For extended experiments, it is very useful to operate with such input files and only use the in-python parameter editing when absolutely necessary. Further, concluded experiments can be saved in this way for future reference.
In the following, we will use a combination of both approaches for the sake of transparency.

# Data II: Data preprocessing (presentation-only)

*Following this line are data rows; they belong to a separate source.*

/// Runs the mesher
///
/// # Arguments
/// * `config` - The validated model record
///
/// # Returns
/// The mesh plus interface and load node sets
pub fn run(config: &ModelConfig) -> Result<MeshBuild, FootingError> {
    let axes = LatticeAxes::build(config);
    let footprint = config.footprint();
    let (nx, ny, nz) = axes.dims();
    info!(
        "building {} x {} x {} lattice ({} points, {} cells)",
        nx,
        ny,
        nz,
        axes.point_count(),
        axes.cell_count()
    );

    let tolerance = axes.merge_tolerance(config.refinement.merge_tolerance);
    if tolerance < config.refinement.merge_tolerance {
        debug!("merge tolerance capped at {:.4} m by the smallest cell", tolerance);
    }
    let mut arena = NodeArena::new(tolerance);
    let mut elements = Vec::with_capacity(axes.cell_count());

    let soil = build_soil(config, &axes, &footprint, &mut arena, &mut elements);
    let soil_elements = elements.len();
    info!(
        "created {} soil nodes and {} soil elements ({} nodes and {} elements excavated)",
        arena.len(),
        soil_elements,
        soil.excluded_nodes,
        soil.excluded_elements
    );
    if soil.dropped_elements > 0 {
        warn!(
            target: "mesh",
            "dropped {} soil elements referencing excavated nodes",
            soil.dropped_elements
        );
    }
    debug!(
        "{} of {} lattice points kept",
        soil.tags.iter().filter(|t| t.is_some()).count(),
        soil.tags.len()
    );

    let footing = build_footing(config, &axes, &footprint, &mut arena, &mut elements)?;
    info!(
        "created {} footing elements sharing {} nodes with the soil",
        footing.elements,
        footing.interface_nodes.len()
    );
    if footing.interface_nodes.is_empty() {
        warn!(target: "mesh", "footing shares no nodes with the soil");
    }

    let mesh = Mesh::from_parts(arena.into_nodes(), elements)?;
    info!(
        "mesh has {} nodes and {} elements",
        mesh.node_count(),
        mesh.element_count()
    );

    Ok(MeshBuild {
        mesh,
        axes,
        footprint,
        interface_nodes: footing.interface_nodes,
        load_nodes: footing.load_nodes,
        soil_elements,
        footing_elements: footing.elements,
        excluded_nodes: soil.excluded_nodes,
        excluded_elements: soil.excluded_elements,
        dropped_elements: soil.dropped_elements,
    })
}

#[cfg(test)]
mod tests {
    use super::*;
    use crate::config::parse_config;
    use std::collections::HashSet;

    const SMALL: &str = r#"{
        "geometry": {
            "domain": { "Lx": 4.0, "Ly": 4.0, "Lz": 4.0 },
            "footing": { "B": 2.0, "Df": 1.0, "tz": 1.0 }
        },
        "soil_layers": [
            { "thickness": 2.0, "material_id": 1, "E": 10000.0, "nu": 0.3, "rho": 1800.0 },
            { "thickness": 2.0, "material_id": 2, "E": 20000.0, "nu": 0.3, "rho": 1900.0 }
        ],
        "footing_material": { "material_id": 3, "E": 2.5e7, "nu": 0.2, "rho": 2400.0 },
        "mesh_refinement": { "nx_near": 1, "nx_far": 1, "nz": 4, "depth_grading": 0.0 }
    }"#;

    #[test]
    fn lattice_index_is_x_fastest() {
        let axes = LatticeAxes {
            x: vec![0.0, 1.0, 2.0],
            y: vec![0.0, 1.0],
            z: vec![-1.0, 0.0],
        };
        assert_eq!(axes.index(1, 0, 0), 1);
        assert_eq!(axes.index(0, 1, 0), 3);
        assert_eq!(axes.index(0, 0, 1), 6);
        assert_eq!(axes.cell_count(), 2);
    }

    #[test]
    fn small_quarter_model_counts() {
        let config = parse_config(SMALL).unwrap();
        let build = run(&config).unwrap();

        // 3 x 3 x 5 lattice, the single excavated column holds 2 points
        assert_eq!(build.axes.dims(), (3, 3, 5));
        assert_eq!(build.excluded_nodes, 2);
        assert_eq!(build.excluded_elements, 2);
        assert_eq!(build.dropped_elements, 0);
        assert_eq!(build.soil_elements, 14);
        assert_eq!(build.footing_elements, 1);

        // footing base and its outer top edge come from the soil
        assert_eq!(build.interface_nodes.len(), 7);
        assert_eq!(build.mesh.node_count(), 45 - 2 + 1);
        assert_eq!(build.load_nodes.len(), 4);
    }

    #[test]
    fn layer_materials_follow_centroid_depth() {
        let config = parse_config(SMALL).unwrap();
        let build = run(&config).unwrap();
        let counts = build.mesh.material_counts();

        // layer 1 spans the top two cell levels minus the excavated column
        assert_eq!(counts.get(&1), Some(&6));
        assert_eq!(counts.get(&2), Some(&8));
        assert_eq!(counts.get(&3), Some(&1));
    }

    #[test]
    fn tolerance_is_capped_by_the_smallest_cell() {
        let axes = LatticeAxes {
            x: vec![0.0, 0.075, 0.15],
            y: vec![0.0, 1.0],
            z: vec![-1.0, 0.0],
        };
        assert!((axes.min_spacing() - 0.075).abs() < 1e-12);
        assert!((axes.merge_tolerance(0.1) - 0.01875).abs() < 1e-12);
        assert_eq!(axes.merge_tolerance(0.001), 0.001);
    }

    #[test]
    fn cells_touching_excavated_nodes_are_dropped_whole() {
        let config = parse_config(SMALL).unwrap();
        let grid = vec![0.0, 0.5, 1.0, 1.5, 2.0];
        let axes = LatticeAxes {
            x: grid.clone(),
            y: grid,
            z: vec![-4.0, -3.0, -2.0, -1.0, 0.0],
        };
        // off the grid lines: the footing column takes one cell but the
        // points at x or y = 0.5 above the base go with it
        let footprint = Footprint {
            x: (0.0, 0.6),
            y: (0.0, 0.6),
            closed_x_min: true,
            closed_y_min: true,
        };
        let mut arena = NodeArena::new(0.01);
        let mut elements = Vec::new();

        let soil = build_soil(&config, &axes, &footprint, &mut arena, &mut elements);

        assert_eq!(soil.excluded_nodes, 8);
        assert_eq!(soil.excluded_elements, 2);
        assert_eq!(soil.dropped_elements, 6);
        assert_eq!(elements.len(), 64 - 2 - 6);

        let existing: HashSet<NodeTag> = arena.into_nodes().iter().map(|n| n.tag).collect();
        assert!(elements
            .iter()
            .all(|e| e.nodes.len() == 8 && e.nodes.iter().all(|t| existing.contains(t))));
    }
}
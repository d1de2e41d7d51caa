use std::path::{Path, PathBuf};

use clap::{Parser, Subcommand};
use log::info;

use footing::{
    boundary::{self, BoundaryConditions},
    config::{self, ModelConfig, OutputFormat},
    datatypes::MaterialId,
    error::FootingError,
    interchange, logger, mesher, post_processor, solver, verify, vtu,
};

#[derive(Parser)]
#[command(
    name = "footing",
    version,
    about = "Soil-footing mesh builder and load test deck writer"
)]
struct Cli {
    /// Print debug output
    #[arg(short, long, global = true)]
    verbose: bool,

    #[command(subcommand)]
    command: Command,
}

#[derive(Subcommand)]
enum Command {
    /// Build, verify and export the mesh described by a model record
    Mesh {
        config: PathBuf,
        #[arg(short, long, default_value = ".")]
        output: PathBuf,
        /// Fail when verification finds problems
        #[arg(long)]
        strict: bool,
    },
    /// Build the mesh and write a complete load test deck
    Deck {
        config: PathBuf,
        #[arg(short, long, default_value = ".")]
        output: PathBuf,
    },
    /// Convert a VTU mesh to node and element files
    Convert {
        mesh: PathBuf,
        #[arg(short, long, default_value = ".")]
        output: PathBuf,
    },
    /// Check a VTU mesh for inverted cells, dangling nodes and the footing interface
    Verify {
        mesh: PathBuf,
        #[arg(long)]
        footing_material: Option<MaterialId>,
    },
}

fn create_dir(dir: &Path) -> Result<(), FootingError> {
    std::fs::create_dir_all(dir).map_err(|err| FootingError::io(dir, err))
}

fn load(path: &Path) -> Result<ModelConfig, FootingError> {
    let config = config::load_config(&path.to_string_lossy())?;
    info!("loaded model from {}", path.display());
    config.print_summary();
    Ok(config)
}

fn build_mesh(
    config: &ModelConfig,
    strict: bool,
) -> Result<(mesher::MeshBuild, BoundaryConditions), FootingError> {
    let build = mesher::run(config)?;

    let report = verify::verify(&build.mesh, Some(config.footing_material.material));
    report.log();
    if !report.is_valid() {
        if strict {
            return Err(FootingError::Mesher("mesh failed verification".to_owned()));
        }
        log::warn!(target: "mesh", "continuing with a mesh that failed verification");
    }

    let conditions = boundary::classify(&build.mesh, &config.extents(), config.domain.symmetry);
    Ok((build, conditions))
}

fn export(
    config: &ModelConfig,
    build: &mesher::MeshBuild,
    conditions: &BoundaryConditions,
    dir: &Path,
    source: &str,
) -> Result<(), FootingError> {
    for format in &config.output.formats {
        match format {
            OutputFormat::Tcl => {
                interchange::write_mesh(&build.mesh, dir)?;
                interchange::write_boundary(conditions, dir)?;
                post_processor::write_mesh_info(&build.mesh, source, dir)?;
            }
            OutputFormat::Vtu => {
                let path = dir.join(format!("{}.vtu", config.output.filename));
                vtu::write(&build.mesh, &path)?;
            }
        }
    }
    Ok(())
}

fn run(cli: Cli) -> Result<(), FootingError> {
    match cli.command {
        Command::Mesh {
            config,
            output,
            strict,
        } => {
            let model = load(&config)?;
            let (build, conditions) = build_mesh(&model, strict)?;
            create_dir(&output)?;
            export(
                &model,
                &build,
                &conditions,
                &output,
                &config.display().to_string(),
            )?;
        }
        Command::Deck { config, output } => {
            let model = load(&config)?;
            let (build, conditions) = build_mesh(&model, false)?;
            create_dir(&output)?;
            export(
                &model,
                &build,
                &conditions,
                &output,
                &config.display().to_string(),
            )?;
            solver::write_deck(&model, &build, &output)?;
        }
        Command::Convert { mesh, output } => {
            let converted = vtu::read(&mesh)?;
            create_dir(&output)?;
            interchange::write_mesh(&converted, &output)?;
            post_processor::write_mesh_info(&converted, &mesh.display().to_string(), &output)?;
        }
        Command::Verify {
            mesh,
            footing_material,
        } => {
            let loaded = vtu::read(&mesh)?;
            let report = verify::verify(&loaded, footing_material);
            report.log();
            if !report.is_valid() {
                return Err(FootingError::Mesher(format!(
                    "{} failed verification",
                    mesh.display()
                )));
            }
            info!("{} passed verification", mesh.display());
        }
    }
    Ok(())
}

fn main() {
    let cli = Cli::parse();
    logger::init(cli.verbose);

    if let Err(err) = run(cli) {
        println!("error: {err}");
        std::process::exit(1)
    }
}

We can now start using MALA to prepare our data. MALA directly takes in calculation outputs and transforms it into formats with which we can easily work.
First, we have to decide which descriptors to calculate and how to correctly process the LDOS.

In [17]:
parameters = mala.Parameters()

# These values we will take for granted now. In the hyperparameter section we will find out
# how they are determined.
parameters.descriptors.descriptor_type = "Bispectrum"
parameters.descriptors.bispectrum_twojmax = 10
parameters.descriptors.bispectrum_cutoff = 4.67637
parameters.descriptors.descriptors_contain_xyz = True

# These values need to correspond to the ones used in the DFT simulation.
parameters.targets.target_type = "LDOS"
parameters.targets.ldos_gridsize = 11
parameters.targets.ldos_gridspacing_ev = 2.5
parameters.targets.ldos_gridoffset_ev = -5

Now we can use the `DataConverter` class to convert simulation outputs. File format labels follow the ASE package wherever possible!

In [None]:
data_converter = mala.DataConverter(parameters)
data_converter.add_snapshot(descriptor_input_type="espresso-out",
                            descriptor_input_path="./data_generation/dft.out",
                            target_input_type=".cube",
                            target_input_path="./data_generation/tmp.pp0*Be_ldos.cube")
data_converter.convert_snapshots("./data_generation/", naming_scheme="Be_snapshot*.npy")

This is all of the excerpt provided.